▶ What is being asked:
In the records that follow, find each line with the word "SubscriptionMachine" and copy it.

Saved data entries:
//! Subscription stage progression tests.
//!
//! Drive a user from no record through all five stages and check the
//! guards that reject out-of-order requests.

use stagepay_core::{
    catalog::StageCatalog,
    clock::SystemClock,
    error::StageError,
    state_machine::SubscriptionMachine,
    store::{MemoryStore, SubscriptionStore},
    subscription::StageStatus,
};
use std::{sync::Arc, time::Duration};

fn build() -> (SubscriptionMachine, Arc<MemoryStore>) {
    let _ = env_logger::builder().is_test(true).try_init();
    let store = Arc::new(MemoryStore::new());
    let machine = SubscriptionMachine::new(
        Arc::clone(&store) as Arc<dyn SubscriptionStore>,
        StageCatalog::standard(),
        Arc::new(SystemClock),
        Duration::from_secs(2),
    );
    (machine, store)
}

fn receipt(tag: &str) -> Option<Vec<u8>> {
    Some(format!("receipt-{tag}").into_bytes())
}

/// A user who has never uploaded reports the virtual default.
#[test]
fn status_without_record_is_stage_one_idle() {
    let (machine, store) = build();
    assert_eq!(machine.status("nobody").unwrap(), StageStatus::default());
    assert_eq!(
        machine.status("nobody").unwrap(),
        StageStatus { stage: 1, is_processing: false, is_completed: false }
    );
    assert!(!machine.is_qualified("nobody").unwrap());
    assert_eq!(store.subscription_count().unwrap(), 0, "reads must not create records");
}

/// Walk the documented scenario end to end.
#[test]
fn new_user_reaches_qualification() {
    let (machine, _store) = build();
    let user = "u-scenario";

    let up = machine.upload_receipt(user, receipt("1")).unwrap();
    assert_eq!(up.stage, 1);
    assert!(up.created);
    assert_eq!(
        machine.status(user).unwrap(),
        StageStatus { stage: 1, is_processing: true, is_completed: false }
    );

    let done = machine.complete_stage(user).unwrap();
    assert_eq!(done.stage, 2);
    assert_eq!(done.next_stage_amount, Some(1500));
    assert_eq!(
        machine.status(user).unwrap(),
        StageStatus { stage: 2, is_processing: false, is_completed: false }
    );

    let up = machine.upload_receipt(user, receipt("2")).unwrap();
    assert_eq!(up.stage, 2);
    assert!(!up.created);
    assert_eq!(
        machine.status(user).unwrap(),
        StageStatus { stage: 2, is_processing: true, is_completed: false }
    );

    let expected = [(3, Some(2000)), (4, Some(5000)), (5, Some(10000))];
    for (i, (stage, amount)) in expected.into_iter().enumerate() {
        if i > 0 {
            machine.upload_receipt(user, receipt(&stage.to_string())).unwrap();
        }
        let done = machine.complete_stage(user).unwrap();
        assert_eq!(done.stage, stage);
        assert_eq!(done.next_stage_amount, amount);
        assert!(!machine.is_qualified(user).unwrap());
    }

    machine.upload_receipt(user, receipt("5")).unwrap();
    let last = machine.complete_stage(user).unwrap();
    assert_eq!(last.completed_stage, 5);
    assert_eq!(last.stage, 5);
    assert!(last.all_stages_completed());
    assert_eq!(
        machine.status(user).unwrap(),
        StageStatus { stage: 5, is_processing: false, is_completed: true }
    );
    assert!(machine.is_qualified(user).unwrap());
}

/// A second upload before completion is a duplicate submission.
#[test]
fn second_upload_without_completion_is_rejected() {
    let (machine, store) = build();
    machine.upload_receipt("u-dup", receipt("a")).unwrap();

    let err = machine.upload_receipt("u-dup", receipt("b")).unwrap_err();
    assert!(matches!(err, StageError::AlreadyProcessing { stage: 1 }));
    assert!(!err.is_retryable());

    let record = store.get("u-dup").unwrap().unwrap();
    assert_eq!(record.receipt.as_deref(), Some(&b"receipt-a"[..]), "first receipt must be kept");
}

/// An empty or absent receipt is malformed and never creates a record.
#[test]
fn missing_receipt_is_rejected_without_creating_record() {
    let (machine, store) = build();

    assert!(matches!(
        machine.upload_receipt("u-empty", None),
        Err(StageError::MissingReceipt)
    ));
    assert!(matches!(
        machine.upload_receipt("u-empty", Some(Vec::new())),
        Err(StageError::MissingReceipt)
    ));
    assert!(store.get("u-empty").unwrap().is_none());
    assert_eq!(machine.status("u-empty").unwrap(), StageStatus::default());
}

/// Completing without a record or without a pending receipt fails.
#[test]
fn complete_requires_pending_submission() {
    let (machine, _store) = build();

    assert!(matches!(
        machine.complete_stage("u-none"),
        Err(StageError::NoSubscription)
    ));

    machine.upload_receipt("u-twice", receipt("1")).unwrap();
    machine.complete_stage("u-twice").unwrap();
    let err = machine.complete_stage("u-twice").unwrap_err();
    assert!(matches!(err, StageError::NothingToComplete { stage: 2 }));
    assert_eq!(machine.status("u-twice").unwrap().stage, 2, "failed completion must not advance");
}

/// Terminal state is permanent: further completions and uploads are
/// rejected and the user stays qualified.
#[test]
fn terminal_stage_rejects_further_completion_and_upload() {
    let (machine, _store) = build();
    let user = "u-terminal";
    for n in 1..=5 {
        machine.upload_receipt(user, receipt(&n.to_string())).unwrap();
        machine.complete_stage(user).unwrap();
    }
    assert!(machine.is_qualified(user).unwrap());

    let err = machine.complete_stage(user).unwrap_err();
    assert!(matches!(err, StageError::NothingToComplete { stage: 5 }));
    assert_eq!(
        machine.status(user).unwrap(),
        StageStatus { stage: 5, is_processing: false, is_completed: true }
    );
    assert!(machine.is_qualified(user).unwrap());

    let err = machine.upload_receipt(user, receipt("again")).unwrap_err();
    assert!(matches!(err, StageError::AllStagesCompleted));
    assert_eq!(err.code(), "all_stages_completed");
    assert!(!err.is_retryable());
    assert_eq!(
        machine.status(user).unwrap(),
        StageStatus { stage: 5, is_processing: false, is_completed: true }
    );
    assert!(machine.is_qualified(user).unwrap());
    assert!(matches!(
        machine.complete_stage(user),
        Err(StageError::NothingToComplete { stage: 5 })
    ));
}

/// Qualification holds only at (5, _, completed). Every earlier reachable
/// state, including stage 5 while processing, is unqualified.
#[test]
fn qualification_only_at_completed_final_stage() {
    let (machine, _store) = build();
    let user = "u-qual";
    for n in 1..=5u8 {
        assert!(!machine.is_qualified(user).unwrap(), "before upload at stage {n}");
        machine.upload_receipt(user, receipt(&n.to_string())).unwrap();
        assert!(!machine.is_qualified(user).unwrap(), "processing at stage {n}");
        machine.complete_stage(user).unwrap();
    }
    assert!(machine.is_qualified(user).unwrap());
}

/// Completion clears the receipt and never leaves processing and
/// completed set together.
#[test]
fn completion_clears_receipt_and_flags_are_exclusive() {
    let (machine, store) = build();
    let user = "u-flags";
    for n in 1..=5 {
        machine.upload_receipt(user, receipt(&n.to_string())).unwrap();
        let r = store.get(user).unwrap().unwrap();
        assert!(!(r.is_processing && r.is_completed));
        assert!(r.receipt.is_some());

        machine.complete_stage(user).unwrap();
        let r = store.get(user).unwrap().unwrap();
        assert!(!(r.is_processing && r.is_completed));
        assert!(r.receipt.is_none());
    }
}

▶ Written response:
    state_machine::SubscriptionMachine,
fn build() -> (SubscriptionMachine, Arc<MemoryStore>) {
    let machine = SubscriptionMachine::new(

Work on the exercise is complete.